La sobriété, un pilier de la transition écologique ? Un nombre grandissant d’experts l’exigent pour économiser l’énergie. Pourtant la sobriété reste méprisée par les politiques. Dans une enquête approfondie, Reporterre révèle les leviers de cette démarche cruciale dans la lutte contre le changement climatique.

Pour le climat, économiser l’énergie est indispensable (...)

Le concept de sobriété, prisé des philosophes antiques qui l’associaient au bonheur et à la sagesse, connaît aujourd’hui un regain d’intérêt. Un nombre croissant d’intellectuels, d’associations et d’institutions (comme l’Ademe, l’Agence de la transition écologique) y voient l’un des éléments centraux d’une transition énergétique réussie, permettant de rompre avec « l’ébriété » de nos sociétés de surabondance.

Concrètement, la sobriété vise à réduire notre consommation d’énergie et de biens matériels par un changement en profondeur de nos comportements et de nos modes de vie. Elle s’inscrit dans une démarche collective, dans la mesure où elle remet en cause les habitudes de consommation qui « structurent » aujourd’hui nos sociétés industrialisées, comme l’écrit Luc Semal dans Sobriété énergétique — Contraintes matérielles, équité sociale et perspectives institutionnelles (éd. Quae). En nous affranchissant de désirs superflus, nous limiterions la pression que nous exerçons sur l’atmosphère et le vivant. (...)

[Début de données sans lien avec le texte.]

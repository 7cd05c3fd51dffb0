use std::collections::HashSet;

use serde::Serialize;
use tracing::{debug, info, instrument, warn};

use crate::classify::{RowClass, RowClassifier};
use crate::config::CleanerConfig;
use crate::error::Result;
use crate::metrics::{time_operation, CleanerMetrics};
use crate::normalize::normalize_address;
use crate::report::CleanReport;
use crate::table::Table;

/// Why rows left the table
#[derive(Debug, Clone, Copy, Default, PartialEq, Eq, Serialize)]
pub struct RemovalCounts {
    /// Subtasks and to-do rows
    pub action_items: usize,
    /// Rows whose primary field is neither an address nor a task
    pub unclassified: usize,
    /// Address rows already seen under the same normalized key
    pub duplicates: usize,
}

impl RemovalCounts {
    /// Rows that failed classification, whatever the reason
    pub fn failed_classification(&self) -> usize {
        self.action_items + self.unclassified
    }

    pub fn total(&self) -> usize {
        self.failed_classification() + self.duplicates
    }
}

#[derive(Debug, Clone, Copy, PartialEq, Eq, Serialize)]
pub struct CleanSummary {
    pub original_rows: usize,
    pub kept_rows: usize,
    pub removed: RemovalCounts,
}

/// Result of a complete cleaning pass
#[derive(Debug, Clone)]
pub struct CleanOutcome {
    pub table: Table,
    pub summary: CleanSummary,
}

/// Single-pass filter over a table: classify, dedupe, drop the display
/// column, move the primary column into place.
pub struct CleaningPipeline {
    config: CleanerConfig,
    classifier: RowClassifier,
}

impl CleaningPipeline {
    pub fn new(config: CleanerConfig) -> Result<Self> {
        config.validate()?;
        let classifier =
            RowClassifier::new(config.mode).rejecting_action_items(config.reject_action_items);
        Ok(Self { config, classifier })
    }

    pub fn config(&self) -> &CleanerConfig {
        &self.config
    }

    pub fn classifier(&self) -> &RowClassifier {
        &self.classifier
    }

    /// Clean `table`. Fails without output if a configured column is missing.
    #[instrument(skip_all, fields(primary = %self.config.primary_column, mode = %self.config.mode))]
    pub fn run(&self, table: &Table) -> Result<CleanOutcome> {
        let _timing = time_operation(CleanerMetrics::DURATION_HISTOGRAM);

        let (primary_idx, action_idx) = match self.resolve_columns(table) {
            Ok(indices) => indices,
            Err(e) => {
                CleanerMetrics::record_config_error();
                warn!(error = %e, "refusing to clean table");
                return Err(e);
            }
        };

        let mut removed = RemovalCounts::default();
        let mut keep: Vec<bool> = table
            .rows()
            .iter()
            .map(|row| {
                let class = self
                    .classifier
                    .classify(row.get(primary_idx), row.get(action_idx));
                match class {
                    RowClass::Primary => {}
                    RowClass::ActionItem => removed.action_items += 1,
                    RowClass::Invalid => removed.unclassified += 1,
                }
                class.is_kept()
            })
            .collect();

        if self.config.dedupe {
            removed.duplicates = Self::mark_duplicates(table, primary_idx, &mut keep);
        }

        let mut cleaned = table.select_rows(&keep);

        if let Some(drop) = self.config.drop_column() {
            if drop.to_lowercase() == self.config.primary_column.to_lowercase() {
                warn!(column = drop, "drop column matches the primary column; it will be removed");
            }
            let dropped = cleaned.drop_columns_ignore_case(drop);
            debug!(column = drop, dropped, "dropped display column");
        }

        cleaned.move_column(&self.config.primary_column, self.config.primary_position);

        let summary = CleanSummary {
            original_rows: table.len(),
            kept_rows: cleaned.len(),
            removed,
        };

        CleanerMetrics::record_rows_read(summary.original_rows);
        CleanerMetrics::record_rows_kept(summary.kept_rows);
        CleanerMetrics::record_rows_removed(removed.action_items, removed.unclassified, removed.duplicates);

        info!(
            original = summary.original_rows,
            kept = summary.kept_rows,
            action_items = removed.action_items,
            unclassified = removed.unclassified,
            duplicates = removed.duplicates,
            "cleaning pass finished"
        );

        Ok(CleanOutcome {
            table: cleaned,
            summary,
        })
    }

    /// Parse CSV bytes, clean them and serialize the result. Nothing is
    /// returned unless every step succeeds.
    pub fn clean_csv(&self, input: &[u8]) -> Result<(Vec<u8>, CleanReport)> {
        let table = Table::read_csv(input)?;
        let outcome = self.run(&table)?;

        let mut output = Vec::new();
        outcome.table.write_csv(&mut output)?;

        let report = CleanReport::new(&self.config, input, outcome.summary);
        Ok((output, report))
    }

    fn resolve_columns(&self, table: &Table) -> Result<(usize, usize)> {
        let primary_idx = table.require_column(&self.config.primary_column)?;
        let action_idx = match &self.config.name_column {
            Some(name) => table.require_column(name)?,
            None => primary_idx,
        };
        Ok((primary_idx, action_idx))
    }

    /// Clear `keep` for every kept row whose normalized address was already
    /// seen earlier. Rows without a key are never treated as duplicates.
    fn mark_duplicates(table: &Table, primary_idx: usize, keep: &mut [bool]) -> usize {
        let mut seen = HashSet::new();
        let mut duplicates = 0;

        for (i, row) in table.rows().iter().enumerate() {
            if !keep[i] {
                continue;
            }
            let Some(key) = normalize_address(row.get(primary_idx)) else {
                continue;
            };
            if !seen.insert(key) {
                keep[i] = false;
                duplicates += 1;
                debug!(row = i + 1, "duplicate address dropped");
            }
        }
        duplicates
    }
}

#[cfg(test)]
mod tests {
    use super::*;
    use crate::classify::ClassifierMode;
    use crate::error::CleanerError;

    fn export(primary: &[&str]) -> Table {
        let mut table = Table::new(vec![
            "Task ID".to_string(),
            "Name".to_string(),
            "Section".to_string(),
            "Parent task".to_string(),
        ]);
        for (i, value) in primary.iter().enumerate() {
            table
                .push_row(vec![
                    Some(format!("{}", i + 1)),
                    Some(format!("task {}", i + 1)),
                    Some("Inbox".to_string()),
                    (!value.is_empty()).then(|| value.to_string()),
                ])
                .unwrap();
        }
        table
    }

    fn primary_values(table: &Table) -> Vec<Option<&str>> {
        table.column_values("Parent task").unwrap()
    }

    #[test]
    fn test_keyword_dedupe_end_to_end() {
        let pipeline = CleaningPipeline::new(CleanerConfig::default()).unwrap();
        let table = export(&["123 Main St", "456 Oak Ave", "123 main st.", "Call client"]);

        let outcome = pipeline.run(&table).unwrap();

        assert_eq!(
            primary_values(&outcome.table),
            vec![Some("123 Main St"), Some("456 Oak Ave")]
        );
        assert_eq!(outcome.summary.original_rows, 4);
        assert_eq!(outcome.summary.kept_rows, 2);
        assert_eq!(outcome.summary.removed.total(), 2);
        assert_eq!(outcome.summary.removed.duplicates, 1);
        assert_eq!(outcome.summary.removed.action_items, 1);
        assert_eq!(outcome.summary.removed.unclassified, 0);
    }

    #[test]
    fn test_output_drops_name_and_moves_primary() {
        let pipeline = CleaningPipeline::new(CleanerConfig::default()).unwrap();
        let outcome = pipeline.run(&export(&["9 Elm Rd"])).unwrap();

        assert_eq!(outcome.table.columns(), &["Task ID", "Parent task", "Section"]);
        assert_eq!(outcome.table.rows()[0].get(0), Some("1"));
        assert_eq!(outcome.table.rows()[0].get(1), Some("9 Elm Rd"));
    }

    #[test]
    fn test_dedupe_disabled_keeps_repeats() {
        let config = CleanerConfig {
            dedupe: false,
            ..CleanerConfig::default()
        };
        let pipeline = CleaningPipeline::new(config).unwrap();
        let outcome = pipeline.run(&export(&["123 Main St", "123 MAIN ST."])).unwrap();

        assert_eq!(outcome.summary.kept_rows, 2);
        assert_eq!(outcome.summary.removed.duplicates, 0);
    }

    #[test]
    fn test_missing_primary_column_fails() {
        let config = CleanerConfig {
            primary_column: "Address".to_string(),
            ..CleanerConfig::default()
        };
        let pipeline = CleaningPipeline::new(config).unwrap();
        let err = pipeline.run(&export(&["123 Main St"])).unwrap_err();
        assert!(matches!(err, CleanerError::MissingColumn { ref column, .. } if column == "Address"));
    }

    #[test]
    fn test_missing_name_column_fails() {
        let config = CleanerConfig {
            name_column: Some("Assignee".to_string()),
            ..CleanerConfig::default()
        };
        let pipeline = CleaningPipeline::new(config).unwrap();
        assert!(pipeline.run(&export(&["123 Main St"])).is_err());
    }

    #[test]
    fn test_blank_primary_values_are_removed() {
        let pipeline = CleaningPipeline::new(CleanerConfig::default()).unwrap();
        let outcome = pipeline.run(&export(&["", "", "77 Bay St."])).unwrap();

        assert_eq!(outcome.summary.kept_rows, 1);
        assert_eq!(outcome.summary.removed.unclassified, 2);
        assert_eq!(outcome.summary.removed.duplicates, 0);
    }

    #[test]
    fn test_blank_keys_never_collapse() {
        let table = Table::from_records(&["Parent task"], &[&[""], &[""]]).unwrap();
        let mut keep = vec![true, true];
        let dupes = CleaningPipeline::mark_duplicates(&table, 0, &mut keep);
        assert_eq!(dupes, 0);
        assert_eq!(keep, vec![true, true]);
    }

    #[test]
    fn test_reject_action_items_with_name_column() {
        let config = CleanerConfig {
            name_column: Some("Name".to_string()),
            reject_action_items: true,
            ..CleanerConfig::default()
        };
        let pipeline = CleaningPipeline::new(config).unwrap();

        let mut table = export(&["12 Pine St.", "14 Pine St."]);
        table
            .push_row(vec![
                Some("3".to_string()),
                Some("Call plumber".to_string()),
                None,
                Some("16 Pine St.".to_string()),
            ])
            .unwrap();

        let outcome = pipeline.run(&table).unwrap();
        assert_eq!(outcome.summary.kept_rows, 2);
        assert_eq!(outcome.summary.removed.action_items, 1);
    }

    #[test]
    fn test_pattern_mode_pipeline() {
        let config = CleanerConfig {
            mode: ClassifierMode::Pattern,
            ..CleanerConfig::default()
        };
        let pipeline = CleaningPipeline::new(config).unwrap();
        let outcome = pipeline
            .run(&export(&["123 Main St", "Review lease", "PO Box 9"]))
            .unwrap();

        assert_eq!(
            primary_values(&outcome.table),
            vec![Some("123 Main St"), Some("PO Box 9")]
        );
    }

    #[test]
    fn test_clean_csv_round_trip() {
        let pipeline = CleaningPipeline::new(CleanerConfig::default()).unwrap();
        let input = b"Name,Parent task,Notes\nx,Call client,\ny,\"1 Elm St, Apt 2\",gate code\n";

        let (output, report) = pipeline.clean_csv(input).unwrap();

        assert_eq!(
            String::from_utf8(output).unwrap(),
            "Notes,Parent task\ngate code,\"1 Elm St, Apt 2\"\n"
        );
        assert_eq!(report.summary.kept_rows, 1);
    }
}
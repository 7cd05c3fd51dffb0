use super::{prepare, AddressClassifier, ClassifierMode};
use crate::constants::{ADDRESS_INDICATORS, TASK_MARKERS};

/// Substring matching against the address indicator table, optionally vetoed
/// by the task marker table.
pub struct KeywordClassifier {
    indicators: &'static [&'static str],
    exclusions: Option<&'static [&'static str]>,
}

impl KeywordClassifier {
    pub fn with_task_exclusion() -> Self {
        Self {
            indicators: ADDRESS_INDICATORS,
            exclusions: Some(TASK_MARKERS),
        }
    }

    pub fn indicators_only() -> Self {
        Self {
            indicators: ADDRESS_INDICATORS,
            exclusions: None,
        }
    }

    pub fn has_indicator(&self, value: &str) -> bool {
        self.indicators.iter().any(|i| value.contains(i))
    }

    pub fn has_exclusion(&self, value: &str) -> bool {
        self.exclusions
            .is_some_and(|markers| markers.iter().any(|m| value.contains(m)))
    }
}

impl AddressClassifier for KeywordClassifier {
    fn is_address_like(&self, value: Option<&str>) -> bool {
        let Some(val) = prepare(value) else {
            return false;
        };
        self.has_indicator(&val) && !self.has_exclusion(&val)
    }

    fn mode(&self) -> ClassifierMode {
        if self.exclusions.is_some() {
            ClassifierMode::Keyword
        } else {
            ClassifierMode::Indicator
        }
    }
}
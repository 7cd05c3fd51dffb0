/// Keyword tables used by the row classifiers.
/// Matching is always done against the trimmed, lowercased cell value.

// Column defaults (match the layout of an Asana CSV export)
pub const DEFAULT_PRIMARY_COLUMN: &str = "Parent task";
pub const DEFAULT_DROP_COLUMN: &str = "name";
pub const DEFAULT_PRIMARY_POSITION: usize = 1;
pub const DEFAULT_OUTPUT_PREFIX: &str = "cleaned_";
pub const DEFAULT_CONFIG_FILE: &str = "cleaner.toml";

// Environment variables
pub const CONFIG_ENV_VAR: &str = "CSV_CLEANER_CONFIG";
pub const LOG_DIR_ENV_VAR: &str = "CSV_CLEANER_LOG_DIR";

/// Substrings that suggest a street, unit or geographic location.
/// Some entries carry punctuation or padding on purpose ("st.", " s ") so that
/// short abbreviations only hit in address-shaped text.
pub const ADDRESS_INDICATORS: &[&str] = &[
    "street", "st,", "st.", "avenue", "ave", "road", "rd", "boulevard", "blvd",
    "drive", "dr", "lane", "ln", "court", "ct", "place", "pl", "way",
    "floor", "suite", "ste", "unit", "building", "bldg",
    "apartment", "apt", "house", "box", "po box",
    "city", "state", "zip", "postal",
    "north", "south", "east", "west", "n ", " s ", " e ", " w ",
    "#", "unit ", "apt ", "ste ",
];

/// Substrings that mark a value as task text rather than a location.
pub const TASK_MARKERS: &[&str] = &[
    "call", "email", "send", "follow up", "followup", "check", "review",
    "submit", "complete", "finish", "update", "prepare", "schedule",
    "arrange", "confirm", "verify", "process", "create", "draft",
    "research", "investigate", "analyze", "organize", "file",
    "pick up", "drop off", "deliver", "install", "fix", "repair",
    "clean", "paint", "replace", "order", "purchase", "buy",
    "meeting", "note", "task", "todo", "reminder", "deadline",
    "asap", "urgent", "priority", "high", "low", "medium",
];

/// Verb substrings that mark an action item wherever they appear
/// ("Call landlord", "Need to fix gutter").
pub const ACTION_VERBS: &[&str] = &[
    "call", "email", "send", "submit", "fix", "repair", "review", "check",
    "schedule", "confirm", "verify", "prepare", "update", "complete", "finish",
    "order", "buy", "purchase", "install", "replace", "clean", "paint",
    "deliver", "pick up", "drop off", "follow up", "draft", "create",
    "research", "organize", "arrange",
];

/// Phrases that mark an action item wherever they appear.
pub const ACTION_MARKERS: &[&str] = &[
    "follow up", "followup", "follow-up", "asap", "urgent", "todo", "to do",
    "to-do", "reminder", "deadline", "due ", "waiting on",
];

/// Whole-word keywords for pattern mode: street types spelled out, unit and
/// building markers, and administrative geography.
pub const PATTERN_LOCATION_WORDS: &[&str] = &[
    "street", "avenue", "road", "boulevard", "drive", "lane", "court", "place",
    "parkway", "highway", "terrace", "circle", "suite", "floor", "unit",
    "building", "bldg", "apartment", "apt", "ste", "city", "state", "zip",
    "postal",
];

/// Street-type abbreviations for pattern mode. These only count after a
/// leading house number ("123 Main St") since alone they are too ambiguous.
pub const PATTERN_STREET_TYPES: &[&str] = &[
    "st", "ave", "av", "rd", "blvd", "dr", "ln", "ct", "pl", "way", "pkwy",
    "hwy", "ter", "cir", "sq", "trl", "street", "avenue", "road", "boulevard",
    "drive", "lane", "court", "place",
];

pub const PATTERN_DIRECTIONS: &[&str] = &[
    "north", "south", "east", "west", "northeast", "northwest", "southeast",
    "southwest", "ne", "nw", "se", "sw",
];

/// Minimum whitespace-separated tokens before the "number + street type"
/// pattern is trusted.
pub const PATTERN_MIN_STREET_TOKENS: usize = 3;
use once_cell::sync::Lazy;
use regex::Regex;

use super::{prepare, AddressClassifier, ClassifierMode};
use crate::constants::{
    PATTERN_DIRECTIONS, PATTERN_LOCATION_WORDS, PATTERN_MIN_STREET_TOKENS, PATTERN_STREET_TYPES,
};

fn alternation(words: &[&str]) -> String {
    words
        .iter()
        .map(|w| regex::escape(w))
        .collect::<Vec<_>>()
        .join("|")
}

/// Location keyword, PO box, directional word or `#<digits>` unit marker.
static ADDRESS_SHAPE: Lazy<Regex> = Lazy::new(|| {
    let pattern = format!(
        r"\b(?:{locations})\b|\b(?:p\.?\s*o\.?|post\s+office)\s*box\b|\b(?:{directions})\b|#\d+",
        locations = alternation(PATTERN_LOCATION_WORDS),
        directions = alternation(PATTERN_DIRECTIONS),
    );
    Regex::new(&pattern).expect("address shape pattern is valid")
});

/// House number up front, street type somewhere after it.
static NUMBERED_STREET: Lazy<Regex> = Lazy::new(|| {
    let pattern = format!(
        r"^\d+[a-z]?\b.*\b(?:{types})\b",
        types = alternation(PATTERN_STREET_TYPES),
    );
    Regex::new(&pattern).expect("numbered street pattern is valid")
});

/// Whole-word regular expression matching of address shapes.
#[derive(Debug, Default, Clone, Copy)]
pub struct PatternClassifier;

impl PatternClassifier {
    pub fn new() -> Self {
        Self
    }

    fn is_numbered_street(value: &str) -> bool {
        value.split_whitespace().count() >= PATTERN_MIN_STREET_TOKENS && NUMBERED_STREET.is_match(value)
    }
}

impl AddressClassifier for PatternClassifier {
    fn is_address_like(&self, value: Option<&str>) -> bool {
        let Some(val) = prepare(value) else {
            return false;
        };
        ADDRESS_SHAPE.is_match(&val) || Self::is_numbered_street(&val)
    }

    fn mode(&self) -> ClassifierMode {
        ClassifierMode::Pattern
    }
}
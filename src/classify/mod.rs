//! Row classification heuristics
//!
//! Every strategy answers the same question for a single cell value: does this
//! text look like a postal address? Strategies differ only in their matching
//! rule and are selected with [`ClassifierMode`].

pub mod action_item;
pub mod keyword;
pub mod pattern;

use std::fmt;
use std::str::FromStr;

use serde::{Deserialize, Deserializer, Serialize};

use crate::error::CleanerError;

pub use action_item::ActionItemClassifier;
pub use keyword::KeywordClassifier;
pub use pattern::PatternClassifier;

/// Address-likeness test for a single cell value.
///
/// Implementations must be pure: the answer depends only on `value`, and a
/// missing or blank value is never address-like.
pub trait AddressClassifier: Send + Sync {
    fn is_address_like(&self, value: Option<&str>) -> bool;

    fn mode(&self) -> ClassifierMode;
}

#[derive(Debug, Clone, Copy, PartialEq, Eq, Default, Serialize)]
#[serde(rename_all = "lowercase")]
pub enum ClassifierMode {
    /// Address keyword present and no task keyword present
    #[default]
    Keyword,
    /// Address keyword present
    Indicator,
    /// Regular-expression address shapes
    Pattern,
}

impl ClassifierMode {
    pub fn classifier(self) -> Box<dyn AddressClassifier> {
        match self {
            ClassifierMode::Keyword => Box::new(KeywordClassifier::with_task_exclusion()),
            ClassifierMode::Indicator => Box::new(KeywordClassifier::indicators_only()),
            ClassifierMode::Pattern => Box::new(PatternClassifier::new()),
        }
    }

    pub fn as_str(self) -> &'static str {
        match self {
            ClassifierMode::Keyword => "keyword",
            ClassifierMode::Indicator => "indicator",
            ClassifierMode::Pattern => "pattern",
        }
    }
}

impl fmt::Display for ClassifierMode {
    fn fmt(&self, f: &mut fmt::Formatter<'_>) -> fmt::Result {
        f.write_str(self.as_str())
    }
}

impl FromStr for ClassifierMode {
    type Err = CleanerError;

    fn from_str(s: &str) -> Result<Self, Self::Err> {
        match s.trim().to_lowercase().as_str() {
            "keyword" => Ok(ClassifierMode::Keyword),
            "indicator" => Ok(ClassifierMode::Indicator),
            "pattern" => Ok(ClassifierMode::Pattern),
            other => Err(CleanerError::InvalidMode(other.to_string())),
        }
    }
}

// Config files accept the same spellings as `--mode`.
impl<'de> Deserialize<'de> for ClassifierMode {
    fn deserialize<D: Deserializer<'de>>(deserializer: D) -> Result<Self, D::Error> {
        let raw = String::deserialize(deserializer)?;
        raw.parse().map_err(serde::de::Error::custom)
    }
}

/// Outcome of classifying one row.
#[derive(Debug, Clone, Copy, PartialEq, Eq, Serialize)]
#[serde(rename_all = "snake_case")]
pub enum RowClass {
    /// A primary task whose designated field is an address; kept
    Primary,
    /// A subtask or to-do item; dropped
    ActionItem,
    /// Neither an address nor recognisably a task; dropped
    Invalid,
}

impl RowClass {
    pub fn is_kept(self) -> bool {
        self == RowClass::Primary
    }
}

/// Combines an address strategy with action-item detection to label a row.
pub struct RowClassifier {
    address: Box<dyn AddressClassifier>,
    action: ActionItemClassifier,
    reject_action_items: bool,
}

impl RowClassifier {
    pub fn new(mode: ClassifierMode) -> Self {
        Self {
            address: mode.classifier(),
            action: ActionItemClassifier::new(),
            reject_action_items: false,
        }
    }

    /// Also drop address-like rows whose action field reads as a task.
    pub fn rejecting_action_items(mut self, reject: bool) -> Self {
        self.reject_action_items = reject;
        self
    }

    pub fn mode(&self) -> ClassifierMode {
        self.address.mode()
    }

    pub fn address(&self) -> &dyn AddressClassifier {
        self.address.as_ref()
    }

    pub fn action(&self) -> &ActionItemClassifier {
        &self.action
    }

    /// Label a row from its address field and its action field (the name
    /// column when one is configured, otherwise the address field again).
    pub fn classify(&self, address_value: Option<&str>, action_value: Option<&str>) -> RowClass {
        let actionable = self.action.is_action_item(action_value);
        if self.reject_action_items && actionable {
            return RowClass::ActionItem;
        }
        if self.address.is_address_like(address_value) {
            return RowClass::Primary;
        }
        if actionable || self.action.is_action_item(address_value) {
            RowClass::ActionItem
        } else {
            RowClass::Invalid
        }
    }
}

/// Trimmed, lowercased value, or `None` when missing or blank.
pub(crate) fn prepare(value: Option<&str>) -> Option<String> {
    let trimmed = value?.trim();
    if trimmed.is_empty() {
        None
    } else {
        Some(trimmed.to_lowercase())
    }
}
impl FromStr for VersioningStrategy {
    type Err = Error;

    fn from_str(s: &str) -> Result<Self> {
        match s {
            "None" => Ok(Self::None),
            "Custom" => Ok(Self::Custom),
            "Semantic" => Ok(Self::Semantic),
            "Tag" => Ok(Self::Tag),
            other => Err(Error::UnknownStrategy(other.to_string())),
        }
    }
}

impl fmt::Display for VersioningStrategy {
    fn fmt(&self, f: &mut fmt::Formatter<'_>) -> fmt::Result {
        f.write_str(self.as_str())
    }
}

/// Resolves the build version against a repository.
pub struct VersionResolver<V> {
    vcs: V,
    environment: Environment,
    max_diff_lines: usize,
}

impl<V: VersionControl> VersionResolver<V> {
    /// Creates a resolver querying `vcs`, with CI context from `environment`.
    pub fn new(vcs: V, environment: Environment) -> Self {
        Self {
            vcs,
            environment,
            max_diff_lines: DEFAULT_MAX_DIFF_LINES,
        }
    }

    /// Caps how much of the diff is logged for a dirty tree.
    #[must_use]
    pub fn with_max_diff_lines(mut self, max_diff_lines: usize) -> Self {
        self.max_diff_lines = max_diff_lines;
        self
    }

    /// Produces the build version for `strategy`.
    ///
    /// `explicit_version` is only read by [`VersioningStrategy::Custom`] and
    /// `allow_dirty_build` only by [`VersioningStrategy::Semantic`].
    ///
    /// # Errors
    ///
    /// - [`Error::NoTagFound`] for `Tag` when the build commit has no tag.
    /// - [`Error::DirtyTree`] for `Semantic` on a dirty tree unless allowed.
    /// - [`Error::VcsQuery`] when the repository cannot be queried.
    pub fn resolve(
        &self,
        strategy: VersioningStrategy,
        explicit_version: &str,
        allow_dirty_build: bool,
    ) -> Result<String> {
        debug!("Resolving build version with strategy {strategy}");
        let version = match strategy {
            VersioningStrategy::None => NO_VERSION.to_string(),
            VersioningStrategy::Custom => explicit_version.to_string(),
            VersioningStrategy::Tag => self.tag_version()?,
            VersioningStrategy::Semantic => self.semantic_version(allow_dirty_build)?,
        };
        info!("Build version: {version}");
        Ok(version)
    }

    fn tag_version(&self) -> Result<String> {
        let tag = self.vcs.tag_at_head()?.ok_or(Error::NoTagFound)?;
        Ok(tag.strip_prefix('v').unwrap_or(&tag).to_string())
    }

    fn semantic_version(&self, allow_dirty_build: bool) -> Result<String> {
        if self.vcs.is_shallow_clone()? {
            self.deepen_history()?;
        }

        if self.vcs.is_working_tree_dirty()? {
            let diff = self.vcs.diff_summary(self.max_diff_lines)?;
            warn!("Uncommitted changes in the working tree:\n{diff}");
            if !allow_dirty_build {
                return Err(Error::DirtyTree);
            }
            warn!("Dirty builds are allowed, continuing with uncommitted changes");
        }

        let commit_ish = self.environment.commit_ish();
        if self.vcs.count_version_like_tags_in_history(commit_ish)? == 0 {
            let version = self.commit_count_version()?;
            info!("Generated version {version} (no version tags found)");
            return Ok(version);
        }

        let description = self.vcs.describe_long_always_tags(commit_ish)?;
        match describe::parse(&description) {
            DescribeMatch::Matched(descriptor) => {
                let version = describe::three_component_version(
                    &descriptor.tag,
                    descriptor.commits_since_tag,
                );
                info!(
                    "Found semantic version {version} for {}@{}",
                    self.environment.branch().unwrap_or(commit_ish),
                    descriptor.abbreviated_hash
                );
                Ok(version)
            }
            DescribeMatch::Unmatched => {
                warn!("Failed to parse git describe output \"{description}\"");
                let version = self.commit_count_version()?;
                info!("Generated version {version} (semantic version couldn't be determined)");
                Ok(version)
            }
        }
    }

    /// Fetches the full history of a shallow clone.
    ///
    /// Commit counts on a truncated history are wrong, so a clone that is
    /// still shallow afterwards is an error.
    fn deepen_history(&self) -> Result<()> {
        debug!("Shallow clone detected, fetching full history");
        if let Err(err) = self.vcs.fetch_unshallow() {
            warn!("fetch --unshallow did not work, falling back to regular fetch: {err}");
            self.vcs.fetch_default()?;
        }

        if self.vcs.is_shallow_clone()? {
            return Err(Error::VcsQuery {
                command: "fetch --unshallow".to_string(),
                message: "history is still shallow after fetching, \
                          commit counts would be wrong"
                    .to_string(),
            });
        }
        Ok(())
    }

    fn commit_count_version(&self) -> Result<String> {
        let commits = self
            .vcs
            .total_commit_count(self.environment.commit_ish())?;
        Ok(format!("0.0.{commits}"))
    }
}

« Évidemment, elle s’adresse à ceux qui ont des modes de consommation irraisonnés et peuvent les réduire » , précise Anne Bringault, coordinatrice des opérations au Réseau Action Climat (RAC). Alors que 3,8 millions de personnes en France sont en situation de précarité énergétique, la sobriété est une affaire d’équité sociale, selon Barbara Nicoloso, directrice de l’association Virage Énergie et autrice du Petit traité de sobriété énergétique (éd. Charles Léopold Mayer). « L’idée, c’est de rééquilibrer les choses, d’arriver à une juste consommation : que les personnes consommant trop arrêtent de le faire, et que celles étant dans une situation délicate puissent satisfaire leurs besoins essentiels, dit-elle à Reporterre. Il faut penser l’énergie comme une ressource vitale devant être accessible à l’ensemble de la population. »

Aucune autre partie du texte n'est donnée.